Pull out each line of the records holding the string "PathBuf".

================

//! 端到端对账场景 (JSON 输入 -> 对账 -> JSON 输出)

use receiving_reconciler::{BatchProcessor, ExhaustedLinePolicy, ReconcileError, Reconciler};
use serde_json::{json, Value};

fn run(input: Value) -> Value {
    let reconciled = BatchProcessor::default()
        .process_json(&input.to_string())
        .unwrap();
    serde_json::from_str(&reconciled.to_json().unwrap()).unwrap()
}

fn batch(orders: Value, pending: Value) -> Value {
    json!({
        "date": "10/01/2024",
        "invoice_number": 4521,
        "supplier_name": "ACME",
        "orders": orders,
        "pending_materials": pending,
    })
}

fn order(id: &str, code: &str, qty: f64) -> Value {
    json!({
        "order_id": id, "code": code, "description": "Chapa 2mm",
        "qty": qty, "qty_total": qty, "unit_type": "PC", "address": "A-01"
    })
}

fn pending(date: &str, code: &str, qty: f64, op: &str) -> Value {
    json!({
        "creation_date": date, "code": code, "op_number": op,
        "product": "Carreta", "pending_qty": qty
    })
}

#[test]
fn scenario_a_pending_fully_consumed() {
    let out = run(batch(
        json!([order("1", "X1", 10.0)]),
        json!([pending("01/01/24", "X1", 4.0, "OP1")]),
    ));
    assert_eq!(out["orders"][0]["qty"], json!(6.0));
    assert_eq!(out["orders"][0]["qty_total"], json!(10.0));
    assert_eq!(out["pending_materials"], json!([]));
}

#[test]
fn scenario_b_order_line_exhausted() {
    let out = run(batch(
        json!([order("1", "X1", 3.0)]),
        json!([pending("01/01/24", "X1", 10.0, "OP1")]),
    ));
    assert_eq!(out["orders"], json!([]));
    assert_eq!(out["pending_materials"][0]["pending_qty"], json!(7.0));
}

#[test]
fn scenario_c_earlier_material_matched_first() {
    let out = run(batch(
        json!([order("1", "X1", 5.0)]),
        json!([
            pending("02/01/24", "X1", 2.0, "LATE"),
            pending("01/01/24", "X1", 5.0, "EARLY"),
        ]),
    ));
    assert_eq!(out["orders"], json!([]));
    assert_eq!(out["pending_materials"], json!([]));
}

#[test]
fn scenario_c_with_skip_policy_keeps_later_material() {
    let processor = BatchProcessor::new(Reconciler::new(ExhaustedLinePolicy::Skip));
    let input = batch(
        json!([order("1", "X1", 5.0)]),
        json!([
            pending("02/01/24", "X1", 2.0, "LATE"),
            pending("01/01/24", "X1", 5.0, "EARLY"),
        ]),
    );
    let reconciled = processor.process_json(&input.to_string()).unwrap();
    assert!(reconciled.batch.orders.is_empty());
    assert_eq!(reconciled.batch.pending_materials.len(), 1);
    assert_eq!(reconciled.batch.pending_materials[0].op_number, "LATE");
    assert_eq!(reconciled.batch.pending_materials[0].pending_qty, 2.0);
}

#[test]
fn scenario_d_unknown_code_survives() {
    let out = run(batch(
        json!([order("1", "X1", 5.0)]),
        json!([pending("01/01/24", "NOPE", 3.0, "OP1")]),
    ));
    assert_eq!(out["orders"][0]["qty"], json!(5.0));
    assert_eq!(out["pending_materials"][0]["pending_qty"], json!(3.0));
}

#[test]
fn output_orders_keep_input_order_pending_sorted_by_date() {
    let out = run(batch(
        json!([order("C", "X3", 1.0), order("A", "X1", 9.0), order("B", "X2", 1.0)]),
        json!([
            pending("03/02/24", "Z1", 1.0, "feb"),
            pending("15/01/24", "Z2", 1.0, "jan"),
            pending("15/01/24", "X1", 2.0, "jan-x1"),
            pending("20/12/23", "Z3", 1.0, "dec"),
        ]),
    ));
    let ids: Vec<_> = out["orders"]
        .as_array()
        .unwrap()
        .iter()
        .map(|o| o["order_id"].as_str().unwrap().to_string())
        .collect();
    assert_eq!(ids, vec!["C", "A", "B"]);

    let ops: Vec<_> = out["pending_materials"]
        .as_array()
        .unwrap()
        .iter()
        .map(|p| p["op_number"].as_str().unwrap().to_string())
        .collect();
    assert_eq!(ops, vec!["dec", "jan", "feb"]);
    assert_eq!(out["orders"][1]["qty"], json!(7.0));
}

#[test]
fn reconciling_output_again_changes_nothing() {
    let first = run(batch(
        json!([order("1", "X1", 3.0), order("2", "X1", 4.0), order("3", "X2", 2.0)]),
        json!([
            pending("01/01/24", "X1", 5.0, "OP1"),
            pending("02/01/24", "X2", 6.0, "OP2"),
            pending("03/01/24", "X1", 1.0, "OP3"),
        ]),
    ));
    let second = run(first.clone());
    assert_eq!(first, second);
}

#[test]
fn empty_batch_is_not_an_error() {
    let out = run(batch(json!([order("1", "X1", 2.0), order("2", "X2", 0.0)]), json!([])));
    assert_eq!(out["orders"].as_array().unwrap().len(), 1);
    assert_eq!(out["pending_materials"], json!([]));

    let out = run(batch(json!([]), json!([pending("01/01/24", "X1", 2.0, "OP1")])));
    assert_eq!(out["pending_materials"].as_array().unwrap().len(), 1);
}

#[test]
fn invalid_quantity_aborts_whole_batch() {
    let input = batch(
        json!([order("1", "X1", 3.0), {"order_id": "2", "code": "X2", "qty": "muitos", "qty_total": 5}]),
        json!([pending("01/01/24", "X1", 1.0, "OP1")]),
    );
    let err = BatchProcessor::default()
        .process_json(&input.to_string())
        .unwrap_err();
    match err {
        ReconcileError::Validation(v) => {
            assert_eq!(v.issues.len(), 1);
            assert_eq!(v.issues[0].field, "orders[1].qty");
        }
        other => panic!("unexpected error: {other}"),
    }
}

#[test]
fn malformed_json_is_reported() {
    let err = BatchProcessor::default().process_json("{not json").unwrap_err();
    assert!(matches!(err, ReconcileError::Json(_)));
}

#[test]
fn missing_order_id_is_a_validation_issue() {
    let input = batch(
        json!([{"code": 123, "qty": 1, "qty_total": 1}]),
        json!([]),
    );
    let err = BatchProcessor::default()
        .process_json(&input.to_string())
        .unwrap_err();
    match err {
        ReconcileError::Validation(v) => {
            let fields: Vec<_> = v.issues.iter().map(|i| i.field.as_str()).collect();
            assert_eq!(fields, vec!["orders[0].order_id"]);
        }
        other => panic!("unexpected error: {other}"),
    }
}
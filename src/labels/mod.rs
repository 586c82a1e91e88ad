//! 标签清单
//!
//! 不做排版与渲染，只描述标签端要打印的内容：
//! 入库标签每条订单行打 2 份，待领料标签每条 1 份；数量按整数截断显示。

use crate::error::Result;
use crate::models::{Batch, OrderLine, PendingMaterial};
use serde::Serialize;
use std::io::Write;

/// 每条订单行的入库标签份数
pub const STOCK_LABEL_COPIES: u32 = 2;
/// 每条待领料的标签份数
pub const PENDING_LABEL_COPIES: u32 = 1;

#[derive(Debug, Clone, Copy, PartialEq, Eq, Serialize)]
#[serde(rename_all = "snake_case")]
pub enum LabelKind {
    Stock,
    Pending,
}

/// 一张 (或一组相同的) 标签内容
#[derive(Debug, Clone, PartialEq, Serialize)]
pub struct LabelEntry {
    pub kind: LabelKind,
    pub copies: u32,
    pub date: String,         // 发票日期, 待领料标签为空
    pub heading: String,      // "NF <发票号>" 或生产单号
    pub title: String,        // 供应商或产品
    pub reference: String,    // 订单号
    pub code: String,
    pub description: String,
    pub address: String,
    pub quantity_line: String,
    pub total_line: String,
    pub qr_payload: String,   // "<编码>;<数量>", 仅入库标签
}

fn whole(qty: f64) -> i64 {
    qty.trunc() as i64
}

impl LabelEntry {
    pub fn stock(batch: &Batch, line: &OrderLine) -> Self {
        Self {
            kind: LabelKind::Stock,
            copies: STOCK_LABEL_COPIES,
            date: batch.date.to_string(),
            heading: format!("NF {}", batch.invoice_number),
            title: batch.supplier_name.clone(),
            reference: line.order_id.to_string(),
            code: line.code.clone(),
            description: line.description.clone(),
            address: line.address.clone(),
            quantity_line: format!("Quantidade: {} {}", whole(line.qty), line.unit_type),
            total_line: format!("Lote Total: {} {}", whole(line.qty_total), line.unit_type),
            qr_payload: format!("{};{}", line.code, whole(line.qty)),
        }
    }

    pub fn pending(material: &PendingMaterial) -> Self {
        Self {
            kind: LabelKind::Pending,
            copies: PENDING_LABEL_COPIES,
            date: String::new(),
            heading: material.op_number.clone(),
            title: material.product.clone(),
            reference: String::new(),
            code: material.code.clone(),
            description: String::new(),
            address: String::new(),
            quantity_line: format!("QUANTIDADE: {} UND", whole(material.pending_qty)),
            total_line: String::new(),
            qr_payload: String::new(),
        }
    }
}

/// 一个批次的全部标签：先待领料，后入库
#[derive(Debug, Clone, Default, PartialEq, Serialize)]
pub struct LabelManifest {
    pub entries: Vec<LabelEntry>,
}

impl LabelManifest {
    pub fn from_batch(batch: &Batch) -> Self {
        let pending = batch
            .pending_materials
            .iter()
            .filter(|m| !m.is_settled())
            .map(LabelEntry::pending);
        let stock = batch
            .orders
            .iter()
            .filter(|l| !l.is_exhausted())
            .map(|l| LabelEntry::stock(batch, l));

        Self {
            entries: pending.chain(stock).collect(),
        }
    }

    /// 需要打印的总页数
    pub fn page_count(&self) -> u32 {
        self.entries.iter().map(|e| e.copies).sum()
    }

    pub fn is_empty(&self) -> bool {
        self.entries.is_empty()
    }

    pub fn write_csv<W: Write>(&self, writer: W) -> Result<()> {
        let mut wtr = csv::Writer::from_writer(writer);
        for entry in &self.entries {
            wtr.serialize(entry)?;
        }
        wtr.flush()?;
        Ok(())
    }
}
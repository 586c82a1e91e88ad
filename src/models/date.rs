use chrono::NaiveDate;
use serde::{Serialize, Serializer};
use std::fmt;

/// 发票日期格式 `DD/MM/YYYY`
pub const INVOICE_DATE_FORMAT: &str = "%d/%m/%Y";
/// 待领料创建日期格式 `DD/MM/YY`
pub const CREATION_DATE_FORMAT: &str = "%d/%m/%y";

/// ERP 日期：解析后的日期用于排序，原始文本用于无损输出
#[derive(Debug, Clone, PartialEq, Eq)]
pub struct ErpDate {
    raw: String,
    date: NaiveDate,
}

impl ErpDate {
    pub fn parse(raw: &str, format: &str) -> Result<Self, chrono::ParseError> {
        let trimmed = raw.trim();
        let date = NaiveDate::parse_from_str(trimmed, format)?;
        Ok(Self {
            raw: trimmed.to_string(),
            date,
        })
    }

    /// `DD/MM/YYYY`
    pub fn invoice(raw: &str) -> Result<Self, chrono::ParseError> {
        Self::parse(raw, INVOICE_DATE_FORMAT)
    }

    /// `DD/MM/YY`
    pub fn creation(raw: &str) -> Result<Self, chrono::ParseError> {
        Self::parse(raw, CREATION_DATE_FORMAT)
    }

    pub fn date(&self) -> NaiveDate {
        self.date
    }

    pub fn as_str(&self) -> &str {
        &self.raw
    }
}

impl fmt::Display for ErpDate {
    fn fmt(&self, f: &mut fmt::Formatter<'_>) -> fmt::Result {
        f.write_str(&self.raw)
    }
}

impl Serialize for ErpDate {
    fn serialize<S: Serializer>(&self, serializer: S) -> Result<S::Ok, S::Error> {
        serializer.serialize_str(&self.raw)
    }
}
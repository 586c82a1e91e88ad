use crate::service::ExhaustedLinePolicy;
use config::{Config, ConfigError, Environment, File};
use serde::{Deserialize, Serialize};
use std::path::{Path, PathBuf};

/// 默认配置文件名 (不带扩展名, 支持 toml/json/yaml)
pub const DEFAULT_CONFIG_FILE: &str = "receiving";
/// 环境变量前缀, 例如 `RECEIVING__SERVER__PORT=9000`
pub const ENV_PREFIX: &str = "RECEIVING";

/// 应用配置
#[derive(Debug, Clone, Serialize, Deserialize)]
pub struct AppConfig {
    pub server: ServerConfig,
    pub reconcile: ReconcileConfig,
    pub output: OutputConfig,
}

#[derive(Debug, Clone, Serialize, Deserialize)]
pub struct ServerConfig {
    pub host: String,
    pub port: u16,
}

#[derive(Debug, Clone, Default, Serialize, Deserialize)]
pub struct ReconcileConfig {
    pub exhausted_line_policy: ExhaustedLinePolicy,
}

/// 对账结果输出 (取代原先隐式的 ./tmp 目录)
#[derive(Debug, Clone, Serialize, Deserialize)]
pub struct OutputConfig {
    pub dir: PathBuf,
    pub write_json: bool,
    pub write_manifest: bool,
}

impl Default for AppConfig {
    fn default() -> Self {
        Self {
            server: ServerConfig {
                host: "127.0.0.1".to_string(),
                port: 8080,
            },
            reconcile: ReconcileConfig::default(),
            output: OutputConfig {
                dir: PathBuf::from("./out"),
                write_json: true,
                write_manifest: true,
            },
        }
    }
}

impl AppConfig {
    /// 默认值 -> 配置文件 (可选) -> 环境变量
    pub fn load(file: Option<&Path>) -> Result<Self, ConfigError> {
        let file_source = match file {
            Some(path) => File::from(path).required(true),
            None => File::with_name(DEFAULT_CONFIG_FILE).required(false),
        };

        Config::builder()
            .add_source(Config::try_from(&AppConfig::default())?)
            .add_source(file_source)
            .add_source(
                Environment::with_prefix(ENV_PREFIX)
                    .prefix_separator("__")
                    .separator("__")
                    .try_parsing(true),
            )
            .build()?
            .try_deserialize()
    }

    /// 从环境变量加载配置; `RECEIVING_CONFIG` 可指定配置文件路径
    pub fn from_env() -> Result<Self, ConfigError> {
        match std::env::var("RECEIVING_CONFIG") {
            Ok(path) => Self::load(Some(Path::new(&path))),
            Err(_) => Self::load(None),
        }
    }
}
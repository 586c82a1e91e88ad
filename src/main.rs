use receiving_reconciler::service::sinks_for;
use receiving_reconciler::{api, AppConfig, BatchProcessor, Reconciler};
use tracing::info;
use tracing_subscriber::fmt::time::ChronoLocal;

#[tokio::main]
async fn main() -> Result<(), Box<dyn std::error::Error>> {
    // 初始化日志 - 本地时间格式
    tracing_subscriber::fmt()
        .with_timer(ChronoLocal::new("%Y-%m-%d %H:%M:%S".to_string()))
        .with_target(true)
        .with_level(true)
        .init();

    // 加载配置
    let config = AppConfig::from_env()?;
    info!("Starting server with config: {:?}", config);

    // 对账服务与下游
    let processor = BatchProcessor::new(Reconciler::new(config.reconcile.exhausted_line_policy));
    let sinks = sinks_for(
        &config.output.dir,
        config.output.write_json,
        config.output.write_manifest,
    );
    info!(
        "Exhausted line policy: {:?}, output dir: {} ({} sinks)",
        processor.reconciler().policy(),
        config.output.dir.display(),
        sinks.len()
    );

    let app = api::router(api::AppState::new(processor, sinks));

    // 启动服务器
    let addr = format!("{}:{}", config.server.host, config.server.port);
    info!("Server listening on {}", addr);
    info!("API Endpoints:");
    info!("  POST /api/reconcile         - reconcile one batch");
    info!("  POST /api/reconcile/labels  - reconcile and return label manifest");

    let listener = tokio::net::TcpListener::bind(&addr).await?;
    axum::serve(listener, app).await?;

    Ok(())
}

================

▶ **Output for this task**
use std::path::{Path, PathBuf};
    pub dir: PathBuf,
                dir: PathBuf::from("./out"),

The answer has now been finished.